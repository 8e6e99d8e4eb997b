use anyhow::Result;
use clap::Parser;
use std::path::PathBuf;
use std::time::Duration;

use evasion_cache::FsFeatureStore;
use evasion_core::{CommandFeatureExtractor, CommandOracle, FeatureExtractor, Oracle};
use serde_json::json;

use super::config::CommandFlags;
use super::paths::EvasionPaths;

#[derive(Parser, Debug)]
#[command(about = "Classify artifacts with the configured classifier")]
pub struct ClassifyCmd {
    #[arg(required = true)]
    pub artifacts: Vec<PathBuf>,

    #[command(flatten)]
    pub flags: CommandFlags,
}

impl ClassifyCmd {
    pub fn execute(&self, paths: &EvasionPaths, json_output: bool) -> Result<()> {
        let config = self.flags.resolve(paths)?;
        let oracle = CommandOracle::new(config.classifier()?.clone())
            .with_timeout(config.attack.build_timeout.map(Duration::from_secs));

        let mut verdicts = Vec::with_capacity(self.artifacts.len());
        for artifact in &self.artifacts {
            let verdict = oracle.classify(artifact)?;
            if !json_output {
                println!("{}  {}  {:.6}", artifact.display(), verdict.label, verdict.score);
            }
            verdicts.push(json!({
                "artifact": artifact,
                "label": verdict.label,
                "score": verdict.score,
            }));
        }
        if json_output {
            println!("{}", serde_json::to_string_pretty(&verdicts)?);
        }
        Ok(())
    }
}

#[derive(Parser, Debug)]
#[command(about = "Extract (and cache) the features of artifacts")]
pub struct FeaturesCmd {
    #[arg(required = true)]
    pub artifacts: Vec<PathBuf>,

    /// Bypass the feature cache
    #[arg(long)]
    pub no_cache: bool,

    #[command(flatten)]
    pub flags: CommandFlags,
}

impl FeaturesCmd {
    pub fn execute(&self, paths: &EvasionPaths, json_output: bool) -> Result<()> {
        let config = self.flags.resolve(paths)?;
        let mut extractor = CommandFeatureExtractor::new(config.extractor()?.clone())
            .with_timeout(config.attack.build_timeout.map(Duration::from_secs));
        if !self.no_cache {
            let root = config.attack.cache_dir.clone().unwrap_or_else(|| paths.cache_dir());
            extractor = extractor.with_store(FsFeatureStore::new(root));
        }

        let mut all = serde_json::Map::new();
        for artifact in &self.artifacts {
            let features = extractor.extract(artifact)?;
            if !json_output {
                println!("{} ({} features)", artifact.display(), features.len());
                for feature in &features {
                    println!("  {}", feature);
                }
            }
            all.insert(artifact.display().to_string(), json!(features));
        }
        if json_output {
            println!("{}", serde_json::to_string_pretty(&all)?);
        }
        Ok(())
    }
}
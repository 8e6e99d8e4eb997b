//! Collaborator seams: feature extraction, artifact rebuilding, classification.

use std::fmt;
use std::path::{Path, PathBuf};

use anyhow::Result;
use evasion_types::ManipulationSet;
use serde::{Deserialize, Serialize};

use crate::errors::BuildError;

/// Classifier decision.
#[derive(Debug, Clone, Copy, PartialEq, Eq, Hash, Serialize, Deserialize)]
#[serde(rename_all = "snake_case")]
pub enum Label {
    Benign,
    Malicious,
}

impl Label {
    /// `0` is benign, anything else is malicious.
    pub fn from_code(code: i64) -> Self {
        if code == 0 {
            Label::Benign
        } else {
            Label::Malicious
        }
    }

    pub fn is_benign(&self) -> bool {
        matches!(self, Label::Benign)
    }
}

impl fmt::Display for Label {
    fn fmt(&self, f: &mut fmt::Formatter<'_>) -> fmt::Result {
        match self {
            Label::Benign => f.write_str("benign"),
            Label::Malicious => f.write_str("malicious"),
        }
    }
}

/// One oracle answer. `score` is the confidence in the malicious class.
#[derive(Debug, Clone, Copy, PartialEq, Serialize, Deserialize)]
pub struct Verdict {
    pub label: Label,
    pub score: f64,
}

impl Verdict {
    pub fn new(label: Label, score: f64) -> Self {
        Self { label, score }
    }

    /// Evasion loss: lower is better for the attacker.
    pub fn loss(&self) -> f64 {
        self.score
    }
}

/// Extracts `category::identifier` feature strings from an artifact.
pub trait FeatureExtractor: Send + Sync {
    fn extract(&self, artifact: &Path) -> Result<Vec<String>>;
}

/// Turns manipulation sets into rebuilt artifacts for one decoded artifact.
///
/// Every attempt index maps to its own working copy, so calls with distinct
/// indices may run concurrently. Implementations must leave no temporary
/// state behind on either the success or the failure path.
pub trait ArtifactBuilder: Send + Sync {
    /// Apply `set`, rebuild, sign and align; returns the runnable artifact.
    fn apply(&self, set: &ManipulationSet, attempt: usize) -> Result<PathBuf, BuildError>;

    /// Apply `set` and rebuild only, discarding the output.
    fn validate(&self, set: &ManipulationSet, attempt: usize) -> Result<(), BuildError>;

    /// Switch to the degraded reconstruction policy.
    fn degrade(&self) -> Result<(), BuildError>;

    /// Remove the working copy of one attempt.
    fn clean(&self, attempt: usize);

    /// Remove every working copy and the canonical decoded tree.
    fn clean_all(&self);

    /// Drop an artifact produced by [`ArtifactBuilder::apply`] that is no longer needed.
    fn discard(&self, artifact: &Path) {
        if let Err(e) = std::fs::remove_file(artifact) {
            tracing::trace!(artifact = %artifact.display(), error = %e, "discard skipped");
        }
    }
}

/// Opens an [`ArtifactBuilder`] for a given artifact (decodes it once).
pub trait BuilderFactory: Send + Sync {
    fn open(&self, artifact: &Path) -> Result<Box<dyn ArtifactBuilder>, BuildError>;
}

impl<F> BuilderFactory for F
where
    F: Fn(&Path) -> Result<Box<dyn ArtifactBuilder>, BuildError> + Send + Sync,
{
    fn open(&self, artifact: &Path) -> Result<Box<dyn ArtifactBuilder>, BuildError> {
        self(artifact)
    }
}

/// The black-box classifier. One call is one unit of query budget.
pub trait Oracle: Send + Sync {
    fn classify(&self, artifact: &Path) -> Result<Verdict>;
}

#[cfg(test)]
mod tests {
    use super::*;

    #[test]
    fn test_label_codes() {
        assert_eq!(Label::from_code(0), Label::Benign);
        assert_eq!(Label::from_code(1), Label::Malicious);
        assert!(Label::Benign.is_benign());
        assert_eq!(serde_json::to_string(&Label::Malicious).unwrap(), "\"malicious\"");
    }
}
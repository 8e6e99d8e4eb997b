//! Failure taxonomy of a single-artifact attack.
//!
//! Per-iteration rebuild failures travel as [`BuildError`] and corrupt cache
//! records as `Lookup::Corrupt`; both are absorbed where they occur and never
//! become an [`AttackError`].

use std::fmt;
use std::path::PathBuf;

use evasion_types::{ManipulationError, ManipulationKind};

/// How the orchestrator must react to an [`AttackError`].
#[derive(Debug, Clone, Copy, PartialEq, Eq)]
pub enum Disposition {
    /// Stop attacking this artifact, report its baseline, continue with the next.
    AbandonArtifact,
    /// Programming-contract violation; never retried.
    Fatal,
}

/// Errors raised while attacking one artifact.
#[derive(Debug, Clone, PartialEq)]
pub enum AttackError {
    /// The artifact offers no usable manipulation.
    EmptySpace,

    /// The unmanipulated artifact cannot be rebuilt, even under the degraded policy.
    UnbuildableArtifact { reason: String },

    /// The classifier could not score an artifact.
    Oracle { artifact: PathBuf, reason: String },

    /// A manipulation vector addressed an index outside the space.
    IndexOutOfRange { index: usize, len: usize },

    /// A candidate whose category does not permit its kind.
    InvalidCandidate {
        feature: String,
        kind: ManipulationKind,
    },

    /// Any other candidate-model contract violation.
    Contract(ManipulationError),
}

impl AttackError {
    pub fn disposition(&self) -> Disposition {
        match self {
            AttackError::EmptySpace
            | AttackError::UnbuildableArtifact { .. }
            | AttackError::Oracle { .. } => Disposition::AbandonArtifact,
            AttackError::IndexOutOfRange { .. }
            | AttackError::InvalidCandidate { .. }
            | AttackError::Contract(_) => Disposition::Fatal,
        }
    }

    /// Short machine-readable name, used as the result-record outcome.
    pub fn kind_name(&self) -> &'static str {
        match self {
            AttackError::EmptySpace => "empty_space",
            AttackError::UnbuildableArtifact { .. } => "unbuildable",
            AttackError::Oracle { .. } => "oracle_error",
            AttackError::IndexOutOfRange { .. } => "index_out_of_range",
            AttackError::InvalidCandidate { .. } => "invalid_candidate",
            AttackError::Contract(_) => "contract_violation",
        }
    }
}

impl fmt::Display for AttackError {
    fn fmt(&self, f: &mut fmt::Formatter<'_>) -> fmt::Result {
        match self {
            AttackError::EmptySpace => write!(f, "EMPTY_SPACE: no usable manipulation for this artifact"),
            AttackError::UnbuildableArtifact { reason } => {
                write!(f, "UNBUILDABLE: baseline rebuild failed under every policy: {}", reason)
            }
            AttackError::Oracle { artifact, reason } => {
                write!(f, "ORACLE_ERROR: could not classify {}: {}", artifact.display(), reason)
            }
            AttackError::IndexOutOfRange { index, len } => {
                write!(f, "INDEX_OUT_OF_RANGE: index {} not in [0, {})", index, len)
            }
            AttackError::InvalidCandidate { feature, kind } => {
                write!(f, "INVALID_CANDIDATE: {} cannot be used as {} candidate", feature, kind)
            }
            AttackError::Contract(err) => write!(f, "CONTRACT_VIOLATION: {}", err),
        }
    }
}

impl std::error::Error for AttackError {}

impl From<ManipulationError> for AttackError {
    fn from(err: ManipulationError) -> Self {
        match err {
            ManipulationError::IndexOutOfRange { index, len } => {
                AttackError::IndexOutOfRange { index, len }
            }
            ManipulationError::InvalidCandidate { feature, kind } => {
                AttackError::InvalidCandidate { feature, kind }
            }
            other => AttackError::Contract(other),
        }
    }
}

/// A failed rebuild (decode, transform, build, sign or align step).
#[derive(Debug, Clone, PartialEq, Eq)]
pub struct BuildError {
    pub reason: String,
    pub timed_out: bool,
}

impl BuildError {
    pub fn new(reason: impl Into<String>) -> Self {
        Self {
            reason: reason.into(),
            timed_out: false,
        }
    }

    pub fn timeout(step: &str, secs: u64) -> Self {
        Self {
            reason: format!("{} timed out after {}s", step, secs),
            timed_out: true,
        }
    }
}

impl fmt::Display for BuildError {
    fn fmt(&self, f: &mut fmt::Formatter<'_>) -> fmt::Result {
        f.write_str(&self.reason)
    }
}

impl std::error::Error for BuildError {}

#[cfg(test)]
mod tests {
    use super::*;

    #[test]
    fn test_dispositions() {
        assert_eq!(AttackError::EmptySpace.disposition(), Disposition::AbandonArtifact);
        assert_eq!(
            AttackError::Oracle {
                artifact: PathBuf::from("a.apk"),
                reason: "down".into()
            }
            .disposition(),
            Disposition::AbandonArtifact
        );
        assert_eq!(
            AttackError::IndexOutOfRange { index: 9, len: 2 }.disposition(),
            Disposition::Fatal
        );
    }

    #[test]
    fn test_from_manipulation_error() {
        let err: AttackError = ManipulationError::IndexOutOfRange { index: 4, len: 4 }.into();
        assert_eq!(err, AttackError::IndexOutOfRange { index: 4, len: 4 });

        let err: AttackError = ManipulationError::DuplicateIndex(1).into();
        assert_eq!(err.disposition(), Disposition::Fatal);
        assert!(err.to_string().contains("duplicate"));
    }

    #[test]
    fn test_build_timeout_message() {
        let err = BuildError::timeout("build", 30);
        assert!(err.timed_out);
        assert_eq!(err.to_string(), "build timed out after 30s");
    }
}
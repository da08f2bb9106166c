//! Credential validation against the feed backend.
//!
//! ARCHITECTURE
//! ============
//! The SSR host never mints tokens itself. It forwards credentials to the
//! backend's login endpoint and relays the opaque token back to the browser,
//! which persists it as the `authToken` cookie. That keeps one token format
//! across the product with the backend as the only authority.

use serde::Deserialize;

use models::LoginRequest;

#[cfg(test)]
#[path = "session_test.rs"]
mod session_test;

#[derive(Debug, thiserror::Error)]
pub enum SessionError {
    #[error("invalid credentials")]
    InvalidCredentials,
    #[error("backend login failed: {0}")]
    Upstream(#[from] reqwest::Error),
    #[error("unexpected login response: {0}")]
    BadResponse(String),
}

#[derive(Debug, Deserialize)]
struct BackendLoginResponse {
    token: String,
}

pub(crate) fn login_url(api_base: &str) -> String {
    format!("{api_base}/v1/auth/login")
}

/// Forward credentials to the backend and return the session token.
///
/// # Errors
///
/// `InvalidCredentials` for a 401 from the backend, `Upstream` for transport
/// or other HTTP failures, `BadResponse` when the body has no token.
pub async fn validate_credentials(
    http: &reqwest::Client,
    api_base: &str,
    credentials: &LoginRequest,
) -> Result<String, SessionError> {
    let resp = http.post(login_url(api_base)).json(credentials).send().await?;

    if resp.status() == reqwest::StatusCode::UNAUTHORIZED {
        return Err(SessionError::InvalidCredentials);
    }
    let resp = resp.error_for_status()?;

    let body = resp.text().await?;
    let parsed: BackendLoginResponse = serde_json::from_str(&body)
        .map_err(|_| SessionError::BadResponse(body.chars().take(200).collect()))?;
    if parsed.token.is_empty() {
        return Err(SessionError::BadResponse("empty token".to_owned()));
    }
    Ok(parsed.token)
}
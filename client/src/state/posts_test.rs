use super::*;

fn post(id: &str, title: &str, feed_id: &str) -> Post {
    Post {
        id: id.to_owned(),
        title: title.to_owned(),
        url: format!("https://example.com/{id}"),
        description: String::new(),
        feed_id: feed_id.to_owned(),
        published_at: String::new(),
    }
}

fn feed(id: &str, name: &str) -> Feed {
    Feed {
        id: id.to_owned(),
        name: name.to_owned(),
        url: String::new(),
        description: String::new(),
        updated_at: String::new(),
    }
}

fn loaded_state() -> PostsState {
    let mut state = PostsState { loading: true, ..PostsState::default() };
    state.load(
        vec![post("p1", "Rust 1.90 released", "f1"), post("p2", "Election night", "f2")],
        vec![feed("f1", "Tech"), feed("f2", "News"), feed("f3", "Silent")],
    );
    state
}

#[test]
fn load_drops_feeds_without_posts() {
    let state = loaded_state();
    assert!(!state.loading);
    let ids: Vec<&str> = state.feeds.iter().map(|f| f.id.as_str()).collect();
    assert_eq!(ids, vec!["f1", "f2"]);
}

#[test]
fn feed_name_falls_back_for_unknown_ids() {
    let state = loaded_state();
    assert_eq!(state.feed_name("f1"), "Tech");
    assert_eq!(state.feed_name("missing"), "Unknown Feed");
}

#[test]
fn search_matches_title_or_feed_name() {
    let mut state = loaded_state();
    state.search = "rust".to_owned();
    assert_eq!(state.visible().len(), 1);

    state.search = "news".to_owned();
    let by_feed = state.visible();
    assert_eq!(by_feed.len(), 1);
    assert_eq!(by_feed[0].id, "p2");
}

#[test]
fn feed_selector_narrows_to_one_feed() {
    let mut state = loaded_state();
    state.selected_feed = Some("f1".to_owned());
    let visible = state.visible();
    assert_eq!(visible.len(), 1);
    assert_eq!(visible[0].id, "p1");
}

#[test]
fn no_selector_and_empty_search_shows_everything() {
    let state = loaded_state();
    assert_eq!(state.visible().len(), 2);
}
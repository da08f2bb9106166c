//! Card for one saved post in the reader list.

use leptos::prelude::*;
use models::Post;

#[component]
pub fn PostCard(post: Post, feed_name: String) -> impl IntoView {
    view! {
        <div class="post-card">
            <div class="post-card__header">
                <h2 class="post-card__title">
                    <a href=post.url target="_blank" rel="noopener noreferrer">
                        {post.title}
                    </a>
                </h2>
                <span class="post-card__feed">{feed_name}</span>
            </div>
            <p class="post-card__description">{post.description}</p>
            <div class="post-card__published">"Published: " {post.published_at}</div>
        </div>
    }
}
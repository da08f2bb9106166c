//! Feed-directory state: the public feed list, the followed-id set, and
//! local filters.
//!
//! DESIGN
//! ======
//! The followed-id set must always reflect the last acknowledged server
//! state plus any optimistic updates not yet contradicted by an error.
//! Follow toggles therefore run as a reducer step: `toggle_follow` applies
//! the optimistic mutation and returns the [`FollowAction`] to replay
//! against the backend; `rollback` undoes it when that request fails.

#[cfg(test)]
#[path = "feeds_test.rs"]
mod feeds_test;

use std::collections::HashSet;

use models::{Feed, FollowedFeed, Post};

/// Directory filter matching the All/Followed toggle group.
#[derive(Clone, Copy, Debug, Default, PartialEq, Eq)]
pub enum FeedFilter {
    #[default]
    All,
    Followed,
}

/// An optimistic follow mutation awaiting backend confirmation.
#[derive(Clone, Debug, PartialEq, Eq)]
pub enum FollowAction {
    /// The feed id was added to the followed set.
    Followed(String),
    /// The feed id was removed from the followed set.
    Unfollowed(String),
}

/// Feed-directory state backed by `GET /v1/feeds` + `GET /v1/feed_follows`.
#[derive(Clone, Debug, Default)]
pub struct FeedsState {
    pub feeds: Vec<Feed>,
    pub followed: HashSet<String>,
    pub search: String,
    pub filter: FeedFilter,
    pub loading: bool,
}

impl FeedsState {
    /// Replace contents with a fresh parallel-fetch result.
    pub fn load(&mut self, feeds: Vec<Feed>, follows: Vec<FollowedFeed>) {
        self.feeds = feeds;
        self.followed = follows.into_iter().map(|f| f.feed_id).collect();
        self.loading = false;
    }

    #[must_use]
    pub fn is_followed(&self, feed_id: &str) -> bool {
        self.followed.contains(feed_id)
    }

    /// Optimistically flip follow membership for `feed_id`, before any
    /// network confirmation, and return the action to send to the backend.
    pub fn toggle_follow(&mut self, feed_id: &str) -> FollowAction {
        if self.followed.remove(feed_id) {
            FollowAction::Unfollowed(feed_id.to_owned())
        } else {
            self.followed.insert(feed_id.to_owned());
            FollowAction::Followed(feed_id.to_owned())
        }
    }

    /// Undo an optimistic mutation after the backend rejected it.
    pub fn rollback(&mut self, action: &FollowAction) {
        match action {
            FollowAction::Followed(feed_id) => {
                self.followed.remove(feed_id);
            }
            FollowAction::Unfollowed(feed_id) => {
                self.followed.insert(feed_id.clone());
            }
        }
    }

    /// Append a freshly created feed; the backend auto-follows it for the
    /// creating user.
    pub fn add_feed(&mut self, feed: Feed) {
        self.followed.insert(feed.id.clone());
        self.feeds.push(feed);
    }

    /// Feeds passing the name search and the All/Followed filter.
    #[must_use]
    pub fn visible(&self) -> Vec<Feed> {
        let needle = self.search.to_lowercase();
        self.feeds
            .iter()
            .filter(|feed| feed.name.to_lowercase().contains(&needle))
            .filter(|feed| self.filter == FeedFilter::All || self.is_followed(&feed.id))
            .cloned()
            .collect()
    }
}

/// Feeds the user follows, in directory order.
#[must_use]
pub fn followed_only(feeds: &[Feed], followed: &HashSet<String>) -> Vec<Feed> {
    feeds.iter().filter(|feed| followed.contains(&feed.id)).cloned().collect()
}

/// Posts belonging to followed feeds.
#[must_use]
pub fn posts_for(posts: &[Post], followed: &HashSet<String>) -> Vec<Post> {
    posts.iter().filter(|post| followed.contains(&post.feed_id)).cloned().collect()
}

/// The `limit` most recently refreshed feeds. `updated_at` is RFC 3339 UTC,
/// so lexicographic order is chronological.
#[must_use]
pub fn recently_updated(feeds: &[Feed], limit: usize) -> Vec<Feed> {
    let mut sorted = feeds.to_vec();
    sorted.sort_by(|a, b| b.updated_at.cmp(&a.updated_at));
    sorted.truncate(limit);
    sorted
}
//! Transient notification state.
//!
//! DESIGN
//! ======
//! Every caught failure (network, non-2xx, input validation) surfaces here
//! as a transient notice rather than crashing the page. Notices carry a
//! monotonically increasing id so dismissal survives reordering.

#[cfg(test)]
#[path = "ui_test.rs"]
mod ui_test;

/// Severity of a notice, mapped to styling only.
#[derive(Clone, Copy, Debug, PartialEq, Eq)]
pub enum NoticeLevel {
    Info,
    Success,
    Error,
}

impl NoticeLevel {
    #[must_use]
    pub fn css_class(self) -> &'static str {
        match self {
            Self::Info => "info",
            Self::Success => "success",
            Self::Error => "error",
        }
    }
}

/// A single transient notification.
#[derive(Clone, Debug, PartialEq, Eq)]
pub struct Notice {
    pub id: u64,
    pub level: NoticeLevel,
    pub message: String,
}

/// Notification queue shared via context.
#[derive(Clone, Debug, Default)]
pub struct UiState {
    pub notices: Vec<Notice>,
    next_id: u64,
}

impl UiState {
    /// Append a notice and return its id for later dismissal.
    pub fn push(&mut self, level: NoticeLevel, message: impl Into<String>) -> u64 {
        let id = self.next_id;
        self.next_id += 1;
        self.notices.push(Notice { id, level, message: message.into() });
        id
    }

    /// Remove the notice with `id`, if still present.
    pub fn dismiss(&mut self, id: u64) {
        self.notices.retain(|notice| notice.id != id);
    }
}
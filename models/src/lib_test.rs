use super::*;

#[test]
fn feed_deserializes_with_missing_optional_fields() {
    let feed: Feed =
        serde_json::from_str(r#"{"id":"f1","name":"Tech","url":"https://t.example/rss"}"#).unwrap();
    assert_eq!(feed.id, "f1");
    assert_eq!(feed.description, "");
    assert_eq!(feed.updated_at, "");
}

#[test]
fn feed_ignores_unknown_backend_fields() {
    let feed: Feed = serde_json::from_str(
        r#"{"id":"f1","name":"Tech","url":"u","created_at":"2026-01-01T00:00:00Z","user_id":"x"}"#,
    )
    .unwrap();
    assert_eq!(feed.name, "Tech");
}

#[test]
fn followed_feed_extracts_feed_id_from_full_join_record() {
    let follow: FollowedFeed = serde_json::from_str(
        r#"{"id":"ff1","feed_id":"f1","user_id":"u1","created_at":"2026-01-01T00:00:00Z"}"#,
    )
    .unwrap();
    assert_eq!(follow.feed_id, "f1");
}

#[test]
fn post_round_trips() {
    let post = Post {
        id: "p1".to_owned(),
        title: "Hello".to_owned(),
        url: "https://t.example/p1".to_owned(),
        description: "body".to_owned(),
        feed_id: "f1".to_owned(),
        published_at: "2026-08-01T12:00:00Z".to_owned(),
    };
    let json = serde_json::to_string(&post).unwrap();
    let back: Post = serde_json::from_str(&json).unwrap();
    assert_eq!(back, post);
}

#[test]
fn user_avatar_defaults_to_none() {
    let user: User = serde_json::from_str(r#"{"name":"Alice","email":"a@b.com"}"#).unwrap();
    assert_eq!(user.avatar, None);
}

#[test]
fn login_response_reads_token_field() {
    let resp: LoginResponse = serde_json::from_str(r#"{"token":"opaque"}"#).unwrap();
    assert_eq!(resp.token, "opaque");
}
use super::*;

// =============================================================
// Password composition
// =============================================================

#[test]
fn accepts_a_compliant_password() {
    assert_eq!(validate_password("Abcdef1!"), Ok(()));
    assert_eq!(validate_password("Longer9$Password"), Ok(()));
}

#[test]
fn rejects_shorter_than_eight() {
    assert_eq!(validate_password("Ab1!xyz"), Err("Password must be at least 8 characters long"));
}

#[test]
fn rejects_longer_than_twenty() {
    assert_eq!(
        validate_password("Abcdefghijklmnopqr1!x"),
        Err("Password must be at most 20 characters long")
    );
}

#[test]
fn rejects_missing_digit() {
    assert_eq!(validate_password("Abcdefg!"), Err("Password must contain at least one number"));
}

#[test]
fn rejects_missing_special_character() {
    assert_eq!(
        validate_password("Abcdefg1"),
        Err("Password must contain at least one special character")
    );
}

#[test]
fn rejects_missing_uppercase() {
    assert_eq!(
        validate_password("abcdefg1!"),
        Err("Password must contain at least one uppercase letter")
    );
}

#[test]
fn rejects_missing_lowercase() {
    assert_eq!(
        validate_password("ABCDEFG1!"),
        Err("Password must contain at least one lowercase letter")
    );
}

#[test]
fn rejects_characters_outside_the_allowed_set() {
    assert_eq!(
        validate_password("Abcdef1! space"),
        Err("Password can only contain letters, numbers, and special characters")
    );
    assert_eq!(
        validate_password("Abcdef1!~"),
        Err("Password can only contain letters, numbers, and special characters")
    );
}

#[test]
fn each_listed_special_counts() {
    for special in PASSWORD_SPECIALS.chars() {
        let candidate = format!("Abcdef1{special}");
        assert_eq!(validate_password(&candidate), Ok(()), "special {special}");
    }
}

// =============================================================
// Confirmation
// =============================================================

#[test]
fn confirmation_must_match_exactly() {
    assert_eq!(validate_confirmation("Abcdef1!", "Abcdef1!"), Ok(()));
    assert_eq!(validate_confirmation("Abcdef1!", "Abcdef1?"), Err("Passwords do not match"));
}
//! Account settings page showing the signed-in profile.

use leptos::prelude::*;

use crate::components::navbar::Navbar;
use crate::state::session::SessionState;

#[component]
pub fn SettingsPage() -> impl IntoView {
    let session = expect_context::<RwSignal<SessionState>>();

    view! {
        <div class="settings-page">
            <Navbar/>
            <main class="settings-page__body">
                <h1>"Settings"</h1>
                <section class="settings-page__account">
                    <h2>"Account"</h2>
                    <Show
                        when=move || session.get().user.is_some()
                        fallback=move || view! { <p>"Loading account..."</p> }
                    >
                        <dl class="settings-page__details">
                            <dt>"Name"</dt>
                            <dd>
                                {move || {
                                    session.get().user.map(|u| u.name).unwrap_or_default()
                                }}
                            </dd>
                            <dt>"Email"</dt>
                            <dd>
                                {move || {
                                    session.get().user.map(|u| u.email).unwrap_or_default()
                                }}
                            </dd>
                        </dl>
                    </Show>
                </section>
            </main>
        </div>
    }
}
//! Reusable UI component modules.
//!
//! SYSTEM CONTEXT
//! ==============
//! Components render page chrome and list items while reading/writing
//! shared state from Leptos context providers.

pub mod feed_card;
pub mod navbar;
pub mod notice_stack;
pub mod post_card;
//! Registration input validation.
//!
//! Runs entirely client-side; a failing password never reaches the
//! registration endpoint. Rules and messages match the product's original
//! composition policy, checked in order with the first failure reported.

#[cfg(test)]
#[path = "validate_test.rs"]
mod validate_test;

/// Special characters a password may (and must) draw from.
pub const PASSWORD_SPECIALS: &str = "!@#$%^&*";

const MIN_LEN: usize = 8;
const MAX_LEN: usize = 20;

/// Check the password composition rules, reporting the first violation.
///
/// # Errors
///
/// Returns the user-facing message for the first failed rule.
pub fn validate_password(password: &str) -> Result<(), &'static str> {
    if password.chars().count() < MIN_LEN {
        return Err("Password must be at least 8 characters long");
    }
    if !password.chars().any(|c| c.is_ascii_digit()) {
        return Err("Password must contain at least one number");
    }
    if !password.chars().any(|c| PASSWORD_SPECIALS.contains(c)) {
        return Err("Password must contain at least one special character");
    }
    if !password.chars().any(|c| c.is_ascii_uppercase()) {
        return Err("Password must contain at least one uppercase letter");
    }
    if !password.chars().any(|c| c.is_ascii_lowercase()) {
        return Err("Password must contain at least one lowercase letter");
    }
    if !password.chars().all(|c| c.is_ascii_alphanumeric() || PASSWORD_SPECIALS.contains(c)) {
        return Err("Password can only contain letters, numbers, and special characters");
    }
    if password.chars().count() > MAX_LEN {
        return Err("Password must be at most 20 characters long");
    }
    Ok(())
}

/// Check the confirm-password field against the password.
///
/// # Errors
///
/// Returns a user-facing message when the fields differ.
pub fn validate_confirmation(password: &str, confirm: &str) -> Result<(), &'static str> {
    if password == confirm { Ok(()) } else { Err("Passwords do not match") }
}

======

__Instructions to follow__.
Nothing but a number should be given: how many lines of the material contain "true".

__Answer section__.
4